┌──

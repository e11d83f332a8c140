//! Binary round trips for statically typed messages.

use prost::Message;

use crate::error::ProtoResult;

/// Encodes `message` to the binary wire format, fields in tag order.
pub fn serialize<M: Message>(message: &M) -> ProtoResult<Vec<u8>> {
    let mut buf = Vec::with_capacity(message.encoded_len());
    message.encode(&mut buf)?;
    Ok(buf)
}

/// Decodes a fresh message from `bytes`.
///
/// Unknown fields are skipped; truncated or malformed input is a
/// [`ProtoError::Decode`](crate::ProtoError::Decode).
pub fn deserialize<M: Message + Default>(bytes: &[u8]) -> ProtoResult<M> {
    Ok(M::decode(bytes)?)
}

/// Merges `bytes` into an existing message in place.
pub fn merge_into<M: Message>(target: &mut M, bytes: &[u8]) -> ProtoResult<()> {
    target.merge(bytes)?;
    Ok(())
}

└──

_WHAT TO DO_.
The answer must be a single number: how many lines in the listing above include the word "bytes".

_ANSWER SECTION_.
6